# DATA RECORDS
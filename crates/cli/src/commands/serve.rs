//! `namecard serve` — start the HTTP gateway.

use anyhow::Context;
use namecard_config::AppConfig;

pub async fn run(port: Option<u16>, seed_demo: bool) -> anyhow::Result<()> {
    let mut config = AppConfig::load().context("loading configuration")?;
    if let Some(port) = port {
        config.gateway.port = port;
    }

    namecard_gateway::start(config, seed_demo)
        .await
        .map_err(|e| anyhow::anyhow!("gateway failed: {e}"))
}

# TO DO
Write out each entry again, character for character.

# EXERCISE OUTPUT
filename crates/cli/src/commands/serve.rs
//! `namecard serve` — start the HTTP gateway.

use anyhow::Context;
use namecard_config::AppConfig;

pub async fn run(port: Option<u16>, seed_demo: bool) -> anyhow::Result<()> {
    let mut config = AppConfig::load().context("loading configuration")?;
    if let Some(port) = port {
        config.gateway.port = port;
    }

    namecard_gateway::start(config, seed_demo)
        .await
        .map_err(|e| anyhow::anyhow!("gateway failed: {e}"))
}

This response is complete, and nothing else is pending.